Sort through the listing below and keep each line with the word "already". Copy those.

Entries provided: Begin

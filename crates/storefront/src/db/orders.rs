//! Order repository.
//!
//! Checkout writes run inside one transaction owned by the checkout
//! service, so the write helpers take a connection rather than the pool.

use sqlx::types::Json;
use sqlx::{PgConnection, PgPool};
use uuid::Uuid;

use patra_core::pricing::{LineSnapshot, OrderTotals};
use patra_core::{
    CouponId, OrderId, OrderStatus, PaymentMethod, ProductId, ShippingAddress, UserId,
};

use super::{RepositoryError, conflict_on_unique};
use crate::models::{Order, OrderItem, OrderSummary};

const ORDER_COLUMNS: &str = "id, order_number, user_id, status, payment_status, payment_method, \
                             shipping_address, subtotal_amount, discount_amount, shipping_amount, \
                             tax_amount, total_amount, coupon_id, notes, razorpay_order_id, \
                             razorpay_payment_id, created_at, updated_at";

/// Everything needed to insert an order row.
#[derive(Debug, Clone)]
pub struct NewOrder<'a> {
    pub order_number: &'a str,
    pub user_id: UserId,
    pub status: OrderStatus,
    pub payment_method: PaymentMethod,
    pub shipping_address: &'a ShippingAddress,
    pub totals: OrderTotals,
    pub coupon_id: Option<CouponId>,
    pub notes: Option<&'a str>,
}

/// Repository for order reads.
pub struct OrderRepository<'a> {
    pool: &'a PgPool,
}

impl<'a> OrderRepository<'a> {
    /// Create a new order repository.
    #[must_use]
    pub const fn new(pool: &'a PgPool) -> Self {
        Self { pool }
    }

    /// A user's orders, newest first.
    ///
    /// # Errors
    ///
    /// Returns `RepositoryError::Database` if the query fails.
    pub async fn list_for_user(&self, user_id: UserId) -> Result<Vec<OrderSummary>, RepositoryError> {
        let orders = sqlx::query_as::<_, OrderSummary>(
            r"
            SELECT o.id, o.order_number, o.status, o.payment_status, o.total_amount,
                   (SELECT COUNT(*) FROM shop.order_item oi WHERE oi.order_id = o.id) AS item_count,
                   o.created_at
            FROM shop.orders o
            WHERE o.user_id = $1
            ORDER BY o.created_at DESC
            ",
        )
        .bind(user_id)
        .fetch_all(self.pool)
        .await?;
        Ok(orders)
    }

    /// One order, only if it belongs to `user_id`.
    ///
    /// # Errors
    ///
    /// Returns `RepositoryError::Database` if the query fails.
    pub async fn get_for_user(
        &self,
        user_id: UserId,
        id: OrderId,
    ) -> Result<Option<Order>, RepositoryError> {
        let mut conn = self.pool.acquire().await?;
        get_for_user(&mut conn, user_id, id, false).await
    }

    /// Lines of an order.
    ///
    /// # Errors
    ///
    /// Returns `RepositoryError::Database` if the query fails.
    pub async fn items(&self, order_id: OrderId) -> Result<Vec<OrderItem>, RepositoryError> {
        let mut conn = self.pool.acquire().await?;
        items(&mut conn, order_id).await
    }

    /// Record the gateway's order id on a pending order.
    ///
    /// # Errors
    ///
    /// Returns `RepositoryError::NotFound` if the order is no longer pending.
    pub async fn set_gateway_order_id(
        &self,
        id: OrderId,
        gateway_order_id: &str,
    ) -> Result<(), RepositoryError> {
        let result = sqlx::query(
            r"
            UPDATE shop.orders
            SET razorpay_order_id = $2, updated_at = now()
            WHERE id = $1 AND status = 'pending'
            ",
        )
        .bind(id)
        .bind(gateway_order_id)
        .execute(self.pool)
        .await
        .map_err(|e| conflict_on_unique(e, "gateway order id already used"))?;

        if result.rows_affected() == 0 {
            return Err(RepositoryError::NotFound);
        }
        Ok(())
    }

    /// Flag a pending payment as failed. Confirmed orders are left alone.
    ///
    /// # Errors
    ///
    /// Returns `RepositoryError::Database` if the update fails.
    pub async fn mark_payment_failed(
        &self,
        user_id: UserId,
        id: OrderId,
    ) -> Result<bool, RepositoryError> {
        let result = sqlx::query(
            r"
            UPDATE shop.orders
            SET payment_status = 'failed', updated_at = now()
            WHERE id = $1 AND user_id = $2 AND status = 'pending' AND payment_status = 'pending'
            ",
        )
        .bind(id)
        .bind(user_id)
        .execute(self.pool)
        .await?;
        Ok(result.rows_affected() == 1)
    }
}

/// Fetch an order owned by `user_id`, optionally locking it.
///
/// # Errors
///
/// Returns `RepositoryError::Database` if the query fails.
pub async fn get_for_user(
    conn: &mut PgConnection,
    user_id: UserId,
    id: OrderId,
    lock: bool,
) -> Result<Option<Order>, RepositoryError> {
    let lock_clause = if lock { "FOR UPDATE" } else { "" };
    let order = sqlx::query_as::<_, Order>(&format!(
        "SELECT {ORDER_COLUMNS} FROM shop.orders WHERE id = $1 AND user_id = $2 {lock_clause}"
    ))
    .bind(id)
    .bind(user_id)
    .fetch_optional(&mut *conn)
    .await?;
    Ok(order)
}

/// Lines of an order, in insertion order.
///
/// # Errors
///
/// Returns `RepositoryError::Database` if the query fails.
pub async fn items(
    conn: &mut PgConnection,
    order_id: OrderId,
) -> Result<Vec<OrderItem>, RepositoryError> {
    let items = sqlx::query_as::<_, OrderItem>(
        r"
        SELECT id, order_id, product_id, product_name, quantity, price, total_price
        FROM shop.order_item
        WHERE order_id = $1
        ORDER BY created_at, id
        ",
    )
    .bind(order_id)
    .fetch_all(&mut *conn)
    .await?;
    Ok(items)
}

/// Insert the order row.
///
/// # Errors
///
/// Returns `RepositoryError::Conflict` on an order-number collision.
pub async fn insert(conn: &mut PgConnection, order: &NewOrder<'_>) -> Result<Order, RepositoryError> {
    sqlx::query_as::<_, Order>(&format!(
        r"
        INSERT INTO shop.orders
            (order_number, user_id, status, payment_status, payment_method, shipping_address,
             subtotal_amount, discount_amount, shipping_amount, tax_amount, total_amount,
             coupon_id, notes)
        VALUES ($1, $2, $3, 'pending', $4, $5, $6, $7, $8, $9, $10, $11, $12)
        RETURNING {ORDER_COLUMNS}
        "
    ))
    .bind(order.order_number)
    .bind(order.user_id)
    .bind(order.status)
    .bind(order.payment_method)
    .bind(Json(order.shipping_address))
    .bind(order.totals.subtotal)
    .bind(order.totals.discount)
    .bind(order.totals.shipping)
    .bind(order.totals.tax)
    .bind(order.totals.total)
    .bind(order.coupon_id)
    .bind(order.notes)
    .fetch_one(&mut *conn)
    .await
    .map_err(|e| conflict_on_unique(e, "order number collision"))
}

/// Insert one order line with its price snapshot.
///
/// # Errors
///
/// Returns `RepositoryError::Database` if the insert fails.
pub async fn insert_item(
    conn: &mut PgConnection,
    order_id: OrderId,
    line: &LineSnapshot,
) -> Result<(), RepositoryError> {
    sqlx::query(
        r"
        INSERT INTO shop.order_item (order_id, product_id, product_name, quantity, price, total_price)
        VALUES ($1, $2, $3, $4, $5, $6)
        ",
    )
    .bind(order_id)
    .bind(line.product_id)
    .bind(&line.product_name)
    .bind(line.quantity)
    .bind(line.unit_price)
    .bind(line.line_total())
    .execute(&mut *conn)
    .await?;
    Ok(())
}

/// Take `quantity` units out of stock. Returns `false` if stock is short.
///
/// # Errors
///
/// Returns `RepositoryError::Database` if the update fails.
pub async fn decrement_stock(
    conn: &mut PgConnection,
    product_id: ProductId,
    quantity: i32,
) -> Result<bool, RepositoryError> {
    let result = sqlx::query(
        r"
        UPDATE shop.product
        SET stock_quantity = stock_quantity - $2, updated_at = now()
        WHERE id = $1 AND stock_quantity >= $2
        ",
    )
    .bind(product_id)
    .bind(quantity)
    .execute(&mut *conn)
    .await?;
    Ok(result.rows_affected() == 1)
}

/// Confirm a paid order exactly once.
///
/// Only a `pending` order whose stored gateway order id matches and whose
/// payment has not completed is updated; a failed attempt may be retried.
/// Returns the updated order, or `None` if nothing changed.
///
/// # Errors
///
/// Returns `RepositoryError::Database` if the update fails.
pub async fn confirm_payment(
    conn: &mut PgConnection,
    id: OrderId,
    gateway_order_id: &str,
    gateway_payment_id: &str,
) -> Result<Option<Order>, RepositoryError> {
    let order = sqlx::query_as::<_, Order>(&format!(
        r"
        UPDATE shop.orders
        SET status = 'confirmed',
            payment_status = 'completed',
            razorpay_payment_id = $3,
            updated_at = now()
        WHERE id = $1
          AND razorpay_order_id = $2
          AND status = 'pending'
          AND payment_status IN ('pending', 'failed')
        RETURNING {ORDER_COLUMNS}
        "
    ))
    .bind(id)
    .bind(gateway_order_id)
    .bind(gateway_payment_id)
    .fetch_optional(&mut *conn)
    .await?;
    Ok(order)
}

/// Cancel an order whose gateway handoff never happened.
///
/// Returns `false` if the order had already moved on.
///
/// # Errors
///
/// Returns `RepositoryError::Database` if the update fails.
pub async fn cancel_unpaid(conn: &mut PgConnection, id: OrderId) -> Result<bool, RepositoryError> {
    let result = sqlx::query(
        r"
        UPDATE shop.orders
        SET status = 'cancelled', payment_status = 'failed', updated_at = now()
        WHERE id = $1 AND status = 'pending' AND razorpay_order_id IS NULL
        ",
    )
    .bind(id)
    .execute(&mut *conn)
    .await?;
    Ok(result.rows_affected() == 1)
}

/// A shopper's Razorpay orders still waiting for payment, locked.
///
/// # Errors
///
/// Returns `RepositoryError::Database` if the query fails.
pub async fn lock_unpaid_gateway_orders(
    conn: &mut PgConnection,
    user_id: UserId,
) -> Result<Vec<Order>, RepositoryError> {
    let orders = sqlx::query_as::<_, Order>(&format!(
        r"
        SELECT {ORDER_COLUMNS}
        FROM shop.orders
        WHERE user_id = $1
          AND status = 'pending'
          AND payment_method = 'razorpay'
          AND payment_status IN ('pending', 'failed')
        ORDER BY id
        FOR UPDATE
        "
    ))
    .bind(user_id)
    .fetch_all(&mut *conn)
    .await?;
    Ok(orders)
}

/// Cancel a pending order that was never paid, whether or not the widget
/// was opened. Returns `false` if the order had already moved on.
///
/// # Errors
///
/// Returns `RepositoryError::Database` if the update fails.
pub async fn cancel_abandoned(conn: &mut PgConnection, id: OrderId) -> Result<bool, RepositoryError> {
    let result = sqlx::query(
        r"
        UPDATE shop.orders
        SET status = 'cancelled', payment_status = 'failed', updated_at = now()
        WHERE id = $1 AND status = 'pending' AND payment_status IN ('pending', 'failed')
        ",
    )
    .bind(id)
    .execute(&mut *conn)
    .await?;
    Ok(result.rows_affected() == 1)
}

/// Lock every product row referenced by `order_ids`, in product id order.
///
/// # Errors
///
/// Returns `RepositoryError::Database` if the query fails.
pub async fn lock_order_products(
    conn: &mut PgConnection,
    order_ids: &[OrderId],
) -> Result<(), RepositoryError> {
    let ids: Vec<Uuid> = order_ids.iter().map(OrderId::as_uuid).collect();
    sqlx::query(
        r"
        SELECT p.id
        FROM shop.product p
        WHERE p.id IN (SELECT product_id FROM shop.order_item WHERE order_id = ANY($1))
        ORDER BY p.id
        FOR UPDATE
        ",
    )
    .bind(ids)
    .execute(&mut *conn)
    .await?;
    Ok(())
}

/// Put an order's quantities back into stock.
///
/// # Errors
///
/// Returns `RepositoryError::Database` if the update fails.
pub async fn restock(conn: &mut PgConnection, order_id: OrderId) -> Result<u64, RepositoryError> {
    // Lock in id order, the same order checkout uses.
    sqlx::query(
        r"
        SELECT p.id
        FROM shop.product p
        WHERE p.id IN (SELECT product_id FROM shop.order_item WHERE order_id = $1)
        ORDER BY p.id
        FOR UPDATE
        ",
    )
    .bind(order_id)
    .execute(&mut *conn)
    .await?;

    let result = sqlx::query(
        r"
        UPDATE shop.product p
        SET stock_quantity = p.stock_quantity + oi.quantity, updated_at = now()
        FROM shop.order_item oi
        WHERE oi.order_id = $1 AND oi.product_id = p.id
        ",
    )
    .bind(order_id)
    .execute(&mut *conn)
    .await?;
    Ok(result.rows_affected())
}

Entries provided: End

- Solution for this task:
        .map_err(|e| conflict_on_unique(e, "gateway order id already used"))?;
/// Returns `false` if the order had already moved on.
/// was opened. Returns `false` if the order had already moved on.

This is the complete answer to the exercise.